On 26 July 2017, Hose rejected the offer of a new three-year contract from Somerset to join Warwickshire with immediate effect. On 30 July 2017, Hose scored a match-winning 76 off 43 balls on debut for Warwickshire against Lancashire in the 2017 NatWest t20 Blast.

In December 2018, he was signed by the Wellington Firebirds to play in the 2018–19 Super Smash in New Zealand. In April 2022, he was bought by the Northern Superchargers for the 2022 season of The Hundred.

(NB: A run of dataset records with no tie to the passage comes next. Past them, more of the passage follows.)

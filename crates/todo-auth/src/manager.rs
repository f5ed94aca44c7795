//! Session state manager.
//!
//! Tracks the current identity and its confirmation status. On start it
//! subscribes to session-change notifications, then fetches the persisted
//! session; afterwards every notification replaces the local state, so
//! sign-in/out elsewhere is reflected without polling. State only moves on
//! backend notifications and explicit sign-in/out calls.

use std::sync::Arc;

use parking_lot::Mutex;
use tokio::sync::{broadcast, watch};
use tokio::task::JoinHandle;
use todo_core::{Identity, IdentitySource};
use tracing::{debug, info, instrument, warn};

use crate::errors::AuthError;
use crate::service::AuthService;
use crate::types::{ResendKind, Session, SessionChange, SessionState, SessionStatus, SignUpOutcome};

/// Owns the session state for one client.
///
/// Create with [`SessionManager::start`] inside a tokio runtime; tear down with
/// [`SessionManager::shutdown`] (also done on drop).
pub struct SessionManager {
    service: Arc<dyn AuthService>,
    state: Arc<watch::Sender<SessionState>>,
    listener: Mutex<Option<JoinHandle<()>>>,
}

impl SessionManager {
    /// Begin tracking the session behind `service`.
    ///
    /// Returns immediately in the `Loading` state; use [`ready`](Self::ready)
    /// to wait for the persisted session to be resolved.
    pub fn start(service: Arc<dyn AuthService>) -> Self {
        let (tx, _rx) = watch::channel(SessionState::Loading);
        let state = Arc::new(tx);
        let changes = service.on_session_change();
        let listener = tokio::spawn(run_listener(
            Arc::clone(&service),
            Arc::clone(&state),
            changes,
        ));
        Self {
            service,
            state,
            listener: Mutex::new(Some(listener)),
        }
    }

    /// Current state snapshot.
    pub fn state(&self) -> SessionState {
        self.state.borrow().clone()
    }

    /// Flattened status.
    pub fn status(&self) -> SessionStatus {
        self.state.borrow().status()
    }

    /// Whether the persisted session is still being fetched.
    pub fn is_loading(&self) -> bool {
        self.state.borrow().is_loading()
    }

    /// The active session.
    pub fn session(&self) -> Option<Session> {
        self.state.borrow().session().cloned()
    }

    /// The signed-in identity.
    pub fn identity(&self) -> Option<Identity> {
        self.state.borrow().identity().cloned()
    }

    /// Whether the signed-in identity has confirmed its email.
    ///
    /// `false` while signed out or loading.
    pub fn is_email_confirmed(&self) -> bool {
        self.state
            .borrow()
            .identity()
            .is_some_and(Identity::is_email_confirmed)
    }

    /// Observe state changes.
    pub fn subscribe(&self) -> watch::Receiver<SessionState> {
        self.state.subscribe()
    }

    /// Wait until the initial fetch has resolved and return the state.
    pub async fn ready(&self) -> SessionState {
        let mut rx = self.state.subscribe();
        match rx.wait_for(|s| !s.is_loading()).await {
            Ok(state) => state.clone(),
            Err(_) => self.state(),
        }
    }

    /// Register a new identity.
    ///
    /// When the service requires confirmation the outcome carries no session
    /// and the manager stays unauthenticated.
    #[instrument(skip_all)]
    pub async fn sign_up(&self, email: &str, password: &str) -> Result<SignUpOutcome, AuthError> {
        validate_credentials(email, password)?;
        let outcome = self.service.sign_up(email.trim(), password).await?;
        if let Some(session) = &outcome.session {
            self.replace(SessionState::SignedIn(session.clone()));
        } else {
            info!("sign-up pending email confirmation");
        }
        Ok(outcome)
    }

    /// Authenticate and hold the resulting session.
    #[instrument(skip_all)]
    pub async fn sign_in(&self, email: &str, password: &str) -> Result<Session, AuthError> {
        validate_credentials(email, password)?;
        let session = self
            .service
            .sign_in_with_password(email.trim(), password)
            .await?;
        info!(user_id = %session.user.id, "signed in");
        self.replace(SessionState::SignedIn(session.clone()));
        Ok(session)
    }

    /// Invalidate the local session.
    ///
    /// The local state is cleared even when the service call fails; the
    /// failure is still returned.
    #[instrument(skip_all)]
    pub async fn sign_out(&self) -> Result<(), AuthError> {
        let result = self.service.sign_out().await;
        self.replace(SessionState::SignedOut);
        if let Err(ref e) = result {
            warn!(error = %e, "sign-out failed at the auth service");
        }
        result.map_err(AuthError::from)
    }

    /// Re-trigger the sign-up confirmation message.
    #[instrument(skip_all)]
    pub async fn resend_confirmation_email(&self, email: &str) -> Result<(), AuthError> {
        let email = email.trim();
        if email.is_empty() {
            return Err(AuthError::InvalidInput("email is required".to_string()));
        }
        self.service.resend(ResendKind::Signup, email).await?;
        Ok(())
    }

    /// Stop listening for session changes.
    pub fn shutdown(&self) {
        if let Some(handle) = self.listener.lock().take() {
            handle.abort();
            debug!("session listener stopped");
        }
    }

    fn replace(&self, next: SessionState) {
        let _ = self.state.send_replace(next);
    }
}

impl Drop for SessionManager {
    fn drop(&mut self) {
        self.shutdown();
    }
}

impl IdentitySource for SessionManager {
    fn current_identity(&self) -> Option<Identity> {
        self.identity()
    }
}

fn validate_credentials(email: &str, password: &str) -> Result<(), AuthError> {
    if email.trim().is_empty() || password.is_empty() {
        return Err(AuthError::InvalidInput(
            "email and password are required".to_string(),
        ));
    }
    Ok(())
}

/// Resolve the persisted session, then apply notifications until the
/// service closes the channel.
async fn run_listener(
    service: Arc<dyn AuthService>,
    state: Arc<watch::Sender<SessionState>>,
    mut changes: broadcast::Receiver<SessionChange>,
) {
    let initial = match service.get_session().await {
        Ok(session) => session,
        Err(e) => {
            warn!(error = %e, "failed to fetch persisted session");
            None
        }
    };
    // An explicit sign-in that finished first wins over the stale fetch.
    let _ = state.send_if_modified(|current| {
        if current.is_loading() {
            *current = SessionState::from_session(initial);
            true
        } else {
            false
        }
    });

    loop {
        match changes.recv().await {
            Ok(change) => {
                debug!(event = ?change.event, "session change");
                let _ = state.send_replace(SessionState::from_session(change.session));
            }
            Err(broadcast::error::RecvError::Lagged(n)) => {
                warn!(lagged = n, "session listener lagged, refetching session");
                match service.get_session().await {
                    Ok(session) => {
                        let _ = state.send_replace(SessionState::from_session(session));
                    }
                    Err(e) => warn!(error = %e, "session refetch failed"),
                }
            }
            Err(broadcast::error::RecvError::Closed) => {
                debug!("session change channel closed");
                break;
            }
        }
    }
}

// ─────────────────────────────────────────────────────────────────────────────
// Tests
// ─────────────────────────────────────────────────────────────────────────────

In July 2022, it was announced Hose would join Worcestershire County Cricket Club on a 3-year contract at the end of the 2022 season.

In August 2022, he was picked by the Adelaide Strikers to play in the 2022–23 Big Bash League season. On 31 December 2022, he struck his maiden half-century in Big Bash League, scoring unbeaten 56 runs off 41 balls for Adelaide Strikers against the Melbourne Stars.

Hose made his Worcestershire County Championship debut in April 2023 in a match vs Derbyshire which resulted in victory.

In May 2024, Hose was appointed as the new vice-captain of Worcestershire for the T20 Blast. He signed a new three-year contract with the club in November 2024.

On 29 June 2025, he scored his maiden first-class double century, compiling 266 off 253 balls including 31 4s and seven 6s against Hampshire at the Utilita Bowl.